Welcome to the trail!

This is a roundabout story of one family who's traveled the trails from dust, to dirt, to the fast lane. I happen to be the teller of our tales. Thanks for joining us for the trip.

Wednesday, February 24, 2010

Love Takes Root



Mr. and Mrs. Morris Robert Jones
Announce the marriage of their daughter
Elizabeth Deane
To
George Bibb Edmondson
On Sunday, July the twenty-first
Nineteen hundred and forty
          Beaumont, Texas

From Southern Bypass---
Elizabeth Deane Jones, my mother, married George Bibb Edmondson, my father, in a small ceremony in Beaumont, 1940, with her mother, father, sisters, and brother present. Mamma wore a navy suit, size 4. A steamy July afternoon, a platinum wedding ring, and a new name satisfied the new bride at first, but her gaze looked beyond to another open window and an opportunity to see the world. She and George Bibb left shortly en route to Montgomery, Alabama, to meet her new husband’s family, predominantly his matriarchal, reticent mother, better known in her ancestral town as Mattie Bibb.

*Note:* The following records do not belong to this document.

//! Cognito-backed sign-up, sign-in and session validation with a bounded credentials cache,
//! structured challenge handling, and throttling-aware retries.

#![deny(clippy::all, missing_docs, unused_crate_dependencies)]

pub mod auth;
pub mod cache;
pub mod config;
pub mod endpoint;
pub mod error;
pub mod ext;
pub mod flows;
#[cfg(feature = "reqwest")] pub mod http;
pub mod obs;
pub mod provider;
pub mod retry;
#[cfg(feature = "server")] pub mod server;
#[cfg(any(test, feature = "test"))]
pub mod _preludet {
	//! Convenience re-exports and helpers for tests; enabled via `cfg(test)` or the `test`
	//! crate feature.

	pub use crate::_prelude::*;

	// std
	use std::collections::VecDeque;
	// self
	use crate::{
		auth::{ChallengeState, ClientId, CredentialPair, PoolId, TokenSecret},
		cache::CredentialsCache,
		flows::SessionGateway,
		provider::{
			AuthResponse, ChallengeResponseRequest, CreateUserRequest, IdentityProvider,
			InitiateAuthRequest, PoolDescriptor, ProviderError, ProviderErrorKind,
			ProviderFuture, ProviderOperation, UserInfo,
		},
		retry::RetryPolicy,
	};

	type Script<T> = Mutex<VecDeque<Result<T, ProviderError>>>;

	/// In-memory [`IdentityProvider`] that replays queued responses and records every call.
	#[derive(Debug, Default)]
	pub struct ScriptedProvider {
		initiate: Script<AuthResponse>,
		respond: Script<AuthResponse>,
		get_user: Script<UserInfo>,
		create_user: Script<()>,
		calls: Mutex<Vec<ProviderOperation>>,
		initiate_requests: Mutex<Vec<InitiateAuthRequest>>,
		respond_requests: Mutex<Vec<ChallengeResponseRequest>>,
		create_requests: Mutex<Vec<CreateUserRequest>>,
	}
	impl ScriptedProvider {
		/// Queues the next `InitiateAuth` result.
		pub fn push_initiate(&self, result: Result<AuthResponse, ProviderError>) -> &Self {
			self.initiate.lock().push_back(result);

			self
		}

		/// Queues the next `RespondToChallenge` result.
		pub fn push_respond(&self, result: Result<AuthResponse, ProviderError>) -> &Self {
			self.respond.lock().push_back(result);

			self
		}

		/// Queues the next `GetUser` result.
		pub fn push_get_user(&self, result: Result<UserInfo, ProviderError>) -> &Self {
			self.get_user.lock().push_back(result);

			self
		}

		/// Queues the next `CreateUser` result.
		pub fn push_create_user(&self, result: Result<(), ProviderError>) -> &Self {
			self.create_user.lock().push_back(result);

			self
		}

		/// Returns every operation invoked so far, in order.
		pub fn calls(&self) -> Vec<ProviderOperation> {
			self.calls.lock().clone()
		}

		/// Counts invocations of a single operation.
		pub fn call_count(&self, operation: ProviderOperation) -> usize {
			self.calls.lock().iter().filter(|op| **op == operation).count()
		}

		/// Returns the recorded `InitiateAuth` requests.
		pub fn initiate_requests(&self) -> Vec<InitiateAuthRequest> {
			self.initiate_requests.lock().clone()
		}

		/// Returns the recorded `RespondToChallenge` requests.
		pub fn respond_requests(&self) -> Vec<ChallengeResponseRequest> {
			self.respond_requests.lock().clone()
		}

		/// Returns the recorded `CreateUser` requests.
		pub fn create_requests(&self) -> Vec<CreateUserRequest> {
			self.create_requests.lock().clone()
		}

		fn next<T>(
			&self,
			operation: ProviderOperation,
			script: &Script<T>,
		) -> Result<T, ProviderError> {
			self.calls.lock().push(operation);

			script.lock().pop_front().unwrap_or_else(|| {
				Err(ProviderError::new(
					operation,
					ProviderErrorKind::Unexpected,
					"No scripted response is queued.",
				))
			})
		}
	}
	impl IdentityProvider for ScriptedProvider {
		fn initiate_auth<'a>(
			&'a self,
			request: &'a InitiateAuthRequest,
		) -> ProviderFuture<'a, AuthResponse> {
			self.initiate_requests.lock().push(request.clone());

			let result = self.next(ProviderOperation::InitiateAuth, &self.initiate);

			Box::pin(async move { result })
		}

		fn respond_to_challenge<'a>(
			&'a self,
			request: &'a ChallengeResponseRequest,
		) -> ProviderFuture<'a, AuthResponse> {
			self.respond_requests.lock().push(request.clone());

			let result = self.next(ProviderOperation::RespondToChallenge, &self.respond);

			Box::pin(async move { result })
		}

		fn get_user<'a>(&'a self, _access_token: &'a TokenSecret) -> ProviderFuture<'a, UserInfo> {
			let result = self.next(ProviderOperation::GetUser, &self.get_user);

			Box::pin(async move { result })
		}

		fn create_user<'a>(&'a self, request: &'a CreateUserRequest) -> ProviderFuture<'a, ()> {
			self.create_requests.lock().push(request.clone());

			let result = self.next(ProviderOperation::CreateUser, &self.create_user);

			Box::pin(async move { result })
		}
	}

	/// Descriptor pointing at a loopback endpoint that no test ever dials.
	pub fn test_descriptor() -> PoolDescriptor {
		PoolDescriptor::builder(
			PoolId::new("us-east-1_TestPool").expect("Pool fixture should be valid."),
			ClientId::new("test-client").expect("Client fixture should be valid."),
		)
		.endpoint(Url::parse("http://127.0.0.1:9/").expect("Loopback endpoint should parse."))
		.build()
		.expect("Test descriptor should build.")
	}

	/// Retry policy with millisecond backoff so throttling tests stay fast.
	pub fn fast_retry_policy(max_attempts: u32) -> RetryPolicy {
		RetryPolicy::default()
			.with_max_attempts(max_attempts)
			.with_backoff(std::time::Duration::from_millis(1))
	}

	/// Builds a gateway around a fresh [`ScriptedProvider`] and cache.
	pub fn build_scripted_gateway(
		capacity: usize,
	) -> (SessionGateway, Arc<ScriptedProvider>, Arc<CredentialsCache>) {
		let provider = Arc::new(ScriptedProvider::default());
		let cache = Arc::new(CredentialsCache::new(capacity));
		let gateway = SessionGateway::new(provider.clone(), test_descriptor(), cache.clone())
			.with_retry_policy(fast_retry_policy(3));

		(gateway, provider, cache)
	}

	/// Successful authentication result without a challenge.
	pub fn authenticated(access: &str, refresh: Option<&str>) -> AuthResponse {
		let mut pair = CredentialPair::new(access);

		if let Some(refresh) = refresh {
			pair = pair.with_refresh_token(refresh);
		}

		AuthResponse::authenticated(pair)
	}

	/// Challenge result carrying a session token.
	pub fn challenged(name: &str, session: &str) -> AuthResponse {
		AuthResponse::challenged(ChallengeState::from_name(Some(name)), session)
	}

	/// Provider failure of the given kind.
	pub fn provider_error(operation: ProviderOperation, kind: ProviderErrorKind) -> ProviderError {
		ProviderError::new(operation, kind, format!("scripted {kind:?} failure"))
	}
}

mod _prelude {
	pub use std::{
		collections::{BTreeMap, HashMap},
		error::Error as StdError,
		fmt::{Debug, Display, Formatter, Result as FmtResult},
		future::Future,
		pin::Pin,
		str::FromStr,
		sync::Arc,
		time::Duration as StdDuration,
	};

	pub use parking_lot::Mutex;
	#[cfg(feature = "reqwest")]
	pub use reqwest::{Client as ReqwestClient, Error as ReqwestError};
	pub use serde::{Deserialize, Serialize};
	pub use thiserror::Error as ThisError;
	pub use time::{Duration, OffsetDateTime};
	pub use url::Url;

	pub use crate::error::{Error, Result};
}

#[cfg(feature = "reqwest")] pub use reqwest;
pub use url;
#[cfg(test)] use {color_eyre as _, httpmock as _, tracing_subscriber as _};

The newlyweds landed with a resounding thud. Deane’s move as a bashful bride to the old Bibb mansion on Moulton Street provided quite the challenge. Mattie Bibb, proudly wore her heritage like the proverbial badge of honor. She was an aristocrat, both by nature and design. Her husband, a newspaper editor, had died at an early age with an infection from appendicitis and her widowed state held her captive in attire and state of mind. Mattie Bibb had coddled her son to the point of curdling as she consistently over-compensated for the early loss of his father.

Mamma's innocent beauty did little to fend her mother-in-law’s preconceived notion that her son should have married “much better” than this little uneducated girl from Kentucky. The new bride entered into this cohabitation with little choice or support, having no friends other than those who supposedly were her husband’s or mother-in-law's. The town offered the expected southern hospitality by throwing the round of parties for a new socially acceptable arrival, but after the glitter, only the afterglow remained and it soon dissipated. Deane and G.B. spent most of their time in the stuffy, hot, upstairs bedroom where writing poetry was blessed by Mattie Bibb’s adulation, and drooling over Deane was kept quiet. The isolation became stifling for the newlyweds and probably at Deane’s encouragement, George Bibb returned to work.